### Task to carry out
Collect all lines from the records below that include the word "through".

[Stored data]
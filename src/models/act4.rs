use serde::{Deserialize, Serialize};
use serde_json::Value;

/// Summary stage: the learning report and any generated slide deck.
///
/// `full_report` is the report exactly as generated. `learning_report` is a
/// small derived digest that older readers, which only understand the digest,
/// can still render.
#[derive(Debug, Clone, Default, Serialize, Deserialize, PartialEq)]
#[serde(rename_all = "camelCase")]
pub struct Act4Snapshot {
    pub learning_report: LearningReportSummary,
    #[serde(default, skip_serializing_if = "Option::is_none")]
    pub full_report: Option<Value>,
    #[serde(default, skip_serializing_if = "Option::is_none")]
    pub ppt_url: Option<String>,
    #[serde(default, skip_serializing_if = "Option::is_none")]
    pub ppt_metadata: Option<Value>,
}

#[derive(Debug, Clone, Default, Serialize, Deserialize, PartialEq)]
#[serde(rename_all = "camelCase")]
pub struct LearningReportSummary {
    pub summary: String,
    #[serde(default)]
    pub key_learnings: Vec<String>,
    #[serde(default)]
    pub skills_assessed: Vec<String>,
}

--

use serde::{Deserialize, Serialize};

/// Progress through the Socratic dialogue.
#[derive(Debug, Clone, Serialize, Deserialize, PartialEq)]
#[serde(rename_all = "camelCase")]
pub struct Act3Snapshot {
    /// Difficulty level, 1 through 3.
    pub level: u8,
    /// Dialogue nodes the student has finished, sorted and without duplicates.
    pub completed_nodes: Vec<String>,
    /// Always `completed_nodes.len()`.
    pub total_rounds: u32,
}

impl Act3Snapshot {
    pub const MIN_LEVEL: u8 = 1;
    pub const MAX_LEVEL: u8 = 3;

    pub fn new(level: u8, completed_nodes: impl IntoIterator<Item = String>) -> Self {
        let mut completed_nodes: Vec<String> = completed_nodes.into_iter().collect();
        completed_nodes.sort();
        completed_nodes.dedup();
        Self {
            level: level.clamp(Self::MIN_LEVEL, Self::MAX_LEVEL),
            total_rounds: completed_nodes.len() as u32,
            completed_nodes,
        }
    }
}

* * *

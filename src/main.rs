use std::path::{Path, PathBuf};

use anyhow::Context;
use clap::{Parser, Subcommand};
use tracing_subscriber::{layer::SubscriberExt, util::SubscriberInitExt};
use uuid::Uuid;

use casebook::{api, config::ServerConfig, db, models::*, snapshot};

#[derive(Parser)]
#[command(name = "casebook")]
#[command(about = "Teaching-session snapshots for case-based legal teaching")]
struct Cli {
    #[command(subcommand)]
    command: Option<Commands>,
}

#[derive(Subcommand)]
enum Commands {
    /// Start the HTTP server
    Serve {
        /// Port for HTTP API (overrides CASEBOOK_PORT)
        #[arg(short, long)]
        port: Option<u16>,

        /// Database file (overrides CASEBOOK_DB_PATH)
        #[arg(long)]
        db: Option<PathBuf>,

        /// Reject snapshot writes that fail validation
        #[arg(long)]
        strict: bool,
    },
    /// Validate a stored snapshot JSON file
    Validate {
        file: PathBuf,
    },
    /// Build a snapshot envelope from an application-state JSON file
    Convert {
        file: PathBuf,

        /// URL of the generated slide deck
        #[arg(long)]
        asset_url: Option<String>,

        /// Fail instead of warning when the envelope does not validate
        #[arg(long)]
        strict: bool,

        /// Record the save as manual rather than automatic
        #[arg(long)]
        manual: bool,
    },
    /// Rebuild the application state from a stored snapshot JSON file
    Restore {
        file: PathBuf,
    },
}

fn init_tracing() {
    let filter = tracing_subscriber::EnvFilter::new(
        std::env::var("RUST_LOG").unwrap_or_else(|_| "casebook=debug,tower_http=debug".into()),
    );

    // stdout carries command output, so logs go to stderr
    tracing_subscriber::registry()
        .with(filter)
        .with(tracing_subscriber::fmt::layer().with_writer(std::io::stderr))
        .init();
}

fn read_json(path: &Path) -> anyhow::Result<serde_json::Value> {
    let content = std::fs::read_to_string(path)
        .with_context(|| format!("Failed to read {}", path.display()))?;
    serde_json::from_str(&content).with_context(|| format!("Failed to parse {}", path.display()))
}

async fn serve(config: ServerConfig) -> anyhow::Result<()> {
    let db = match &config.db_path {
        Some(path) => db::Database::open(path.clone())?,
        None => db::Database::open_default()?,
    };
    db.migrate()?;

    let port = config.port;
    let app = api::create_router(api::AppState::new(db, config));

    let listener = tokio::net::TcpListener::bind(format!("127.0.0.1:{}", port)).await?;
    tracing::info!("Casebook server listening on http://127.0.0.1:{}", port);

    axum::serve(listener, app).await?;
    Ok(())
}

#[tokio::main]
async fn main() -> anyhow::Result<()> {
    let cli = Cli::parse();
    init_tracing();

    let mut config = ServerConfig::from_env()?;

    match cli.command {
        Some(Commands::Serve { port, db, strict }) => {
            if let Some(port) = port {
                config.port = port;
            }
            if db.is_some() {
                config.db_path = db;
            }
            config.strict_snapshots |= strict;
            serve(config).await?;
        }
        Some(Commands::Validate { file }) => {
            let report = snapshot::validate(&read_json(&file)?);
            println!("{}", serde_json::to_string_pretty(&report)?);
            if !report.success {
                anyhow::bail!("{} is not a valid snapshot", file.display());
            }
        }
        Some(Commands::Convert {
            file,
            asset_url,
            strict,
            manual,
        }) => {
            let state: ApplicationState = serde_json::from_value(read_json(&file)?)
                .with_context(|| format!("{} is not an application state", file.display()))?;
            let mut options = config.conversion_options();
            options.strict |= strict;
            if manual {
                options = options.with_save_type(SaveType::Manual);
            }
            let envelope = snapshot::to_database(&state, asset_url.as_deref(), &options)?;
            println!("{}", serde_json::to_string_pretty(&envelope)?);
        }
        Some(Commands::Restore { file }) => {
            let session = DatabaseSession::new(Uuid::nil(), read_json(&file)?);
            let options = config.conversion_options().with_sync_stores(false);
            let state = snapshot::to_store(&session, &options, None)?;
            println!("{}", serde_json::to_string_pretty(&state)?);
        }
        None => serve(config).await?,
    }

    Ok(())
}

### Output of the exercise
/// Progress through the Socratic dialogue.
    /// Difficulty level, 1 through 3.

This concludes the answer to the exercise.